Dr Paul Tyson lectures in Theology and Philosophy at the Australian Catholic University in Brisbane.


Comments

Tom Mayne
June 7, 2011, 10:14AM
Thanks Paul for your comments. The 'sorts of concerns' you mention would include, for example, the response to the death in 2008 of Aboriginal, Mr Ward who died a shocking death in the back of a security van travelling 360Km from Laverton to kalgoorlie where the temperature in the prisoner's pod was estimated to be 53.8 degrees because the drivers hadn't bothered to check the prisoner's aircon (which wasn't working). The response from the Church was a deafening silence. If the death had been of a dog or a sheep, the drivers would have been jaled for cruelty for animals. It's taken 3 years for charges to be brought against the WA govt who employed the GSL contractors. At best, they will be fined for failing to take due care - not for manslaughter. The same company was fined $500,000 dollars in 2004 for inhumane treatment of 5 asylum.detainees. The fed government has just signed up to Serco, another multinational security co which has been slammed by the UK's Commissioner for children for inhumane treatmen of its detainees.
Simon Moyle
June 8, 2011, 12:47PM
Thanks Paul. As an Evangelical Christian (and ordained Baptist Minister to boot) who has engaged in multiple acts of nonviolent civil disobedience to uphold God's law of love, I've been making these arguments for years.

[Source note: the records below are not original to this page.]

// Browser-shell constants: camera rig, DOM element ids and timer periods.
//
// Simulation tuning lives in `folio_core::constants`; everything here only
// concerns how the shell presents that simulation.
use glam::Vec3;

// Camera rig (world units)
pub const CAMERA_OFFSET: Vec3 = Vec3::new(0.0, 6.0, 9.0); // eye position relative to the droid
pub const CAMERA_FOLLOW_BLEND: f32 = 0.05; // look-at easing per frame
pub const CAMERA_FOV_DEG: f32 = 50.0;
pub const CAMERA_ZNEAR: f32 = 0.1;
pub const CAMERA_ZFAR: f32 = 100.0;

// Rendering
pub const INITIAL_INSTANCE_CAPACITY: usize = 256; // per mesh batch, grows by doubling

// DOM ids
pub const CANVAS_ID: &str = "app-canvas";
pub const BOOT_OVERLAY_ID: &str = "boot-overlay";
pub const BOOT_PROGRESS_ID: &str = "boot-progress";
pub const BOOT_MESSAGE_ID: &str = "boot-message";
pub const BANNER_ID: &str = "egg-banner";
pub const HUD_ID: &str = "hud";
pub const HELP_OVERLAY_ID: &str = "help-overlay";

// Root classes toggled by effects
pub const NIGHT_CLASS: &str = "night-mode";
pub const DEVELOPER_CLASS: &str = "developer-mode";

// Timers (ms)
pub const IDLE_TIMER_MS: i32 = 100; // cursor idle poll
pub const CLOCK_TIMER_MS: i32 = 60_000; // wall clock refresh

// Spatial audio listener sits at the camera
pub const LISTENER_UP: [f64; 3] = [0.0, 1.0, 0.0];
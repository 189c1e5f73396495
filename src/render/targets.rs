use super::helpers;

pub(crate) const DEPTH_FORMAT: wgpu::TextureFormat = wgpu::TextureFormat::Depth32Float;

/// Depth attachment sized to the swapchain; rebuilt on resize.
pub(crate) struct RenderTargets {
    pub(crate) depth_tex: wgpu::Texture,
    pub(crate) depth_view: wgpu::TextureView,
}

impl RenderTargets {
    pub(crate) fn new(device: &wgpu::Device, width: u32, height: u32) -> Self {
        let (depth_tex, depth_view) =
            helpers::create_depth_texture(device, "depth_tex", width, height, DEPTH_FORMAT);
        Self {
            depth_tex,
            depth_view,
        }
    }

    pub(crate) fn recreate(&mut self, device: &wgpu::Device, width: u32, height: u32) {
        self.depth_tex.destroy();
        (self.depth_tex, self.depth_view) =
            helpers::create_depth_texture(device, "depth_tex", width, height, DEPTH_FORMAT);
    }
}
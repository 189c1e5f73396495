// Boot overlay timeline.

use folio_core::boot::{BootPhase, BootSequence, BOOT_MESSAGES};
use std::time::Duration;

fn ms(v: u64) -> Duration {
    Duration::from_millis(v)
}

#[test]
fn progress_climbs_two_percent_per_tick() {
    let boot = BootSequence::new(ms(1_000));
    assert_eq!(boot.progress(ms(0)), 0);
    assert_eq!(boot.progress(ms(1_049)), 0);
    assert_eq!(boot.progress(ms(1_050)), 2);
    assert_eq!(boot.progress(ms(2_000)), 40);
    assert_eq!(boot.progress(ms(3_500)), 100);
    assert_eq!(boot.progress(ms(60_000)), 100);
    assert_eq!(boot.full_at(), ms(3_500));
}

#[test]
fn completes_one_second_after_full() {
    let boot = BootSequence::new(ms(0));
    assert!(!boot.is_complete(ms(3_499)));
    assert!(boot.is_complete(ms(3_500)));
}

#[test]
fn phases_follow_progress() {
    assert_eq!(BootPhase::from_progress(0), BootPhase::Wireframe);
    assert_eq!(BootPhase::from_progress(30), BootPhase::Materializing);
    assert_eq!(BootPhase::from_progress(89), BootPhase::Solid);
    assert_eq!(BootPhase::from_progress(100), BootPhase::Powered);
    assert!(BootPhase::Wireframe.opacity() < BootPhase::Powered.opacity());
}

#[test]
fn messages_advance_and_stick_on_the_last() {
    let boot = BootSequence::new(ms(0));
    assert_eq!(boot.frame(ms(0)).message, BOOT_MESSAGES[0]);
    assert_eq!(boot.frame(ms(1_200)).message_index, 2);
    let late = boot.frame(ms(10_000));
    assert_eq!(late.message, "> SYSTEM BOOT: COMPLETE");
    assert!(late.complete);
    assert_eq!(late.phase, BootPhase::Powered);
}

In my experience, Evangelicalism is too often equated with Western middle class niceness which has little or nothing to do with discipleship to the one who was killed by the powers. How can we say we are following Jesus if we are not in some kind of tension with a government who has been waging war for almost ten years, who are far too slow in acting on climate change, and who demonise and lock up indefinitely those who come here seeking asylum? All of these injustices are legal. Our faithful challenge to them, and embodiment of an alternative will no doubt require breaking those laws.
Paul Tyson
June 8, 2011, 5:25PM
Thanks for your comments Tom and Simon. A few years back I was at a non-violent student protest at QUT because our Administration – in their infinite ‘branding’ wisdom – was canning our Arts degree and ditching our Social Science and Humanities offerings with it. (This is a done deal now.)The police had been called onto campus by the Admin before we arrived, and after about half an hour, they decided we had had a fair protest, and it was time we were dispersed. So, unfortunately, when I got mugged by the police during the dispersal I had the misfortune of falling backwards on the officer who had thrust the back of his hand up under my wind pipe at the same time that he tripped up, and I landed on top of him. Immediately two other officers came ‘to his aid’ and hand cuffed me and threw me in the paddy wagon before I knew what had hit me. So I found myself spending the next four hours being processed at the watch house and charged with ‘hindering an officer in the course of performing his duties’ (funny, I used to visit the watch house regularly doing what’s called ‘prison ministry’ in my youth). I was chatting over this experience with Dave Andrews, who has also been there done that, and we found that it gives one a rather different take on reality, a different perspective on great saints like Paul who spent a lot of time in the slammer, and a different take on prison documents like some of Paul’s letters. The (unfortunately true) notion that law enforcement is just about the threat and use of violence in upholding laws, whether they are fair, appropriate, just or humane or not, comes as a real jolt to the sweet Evangelical system. It seems that the idea that unjust, unfair, inhumane laws are our business is also a shocking idea that we would rather not look at. I hope my little piece opens these questions up a bit.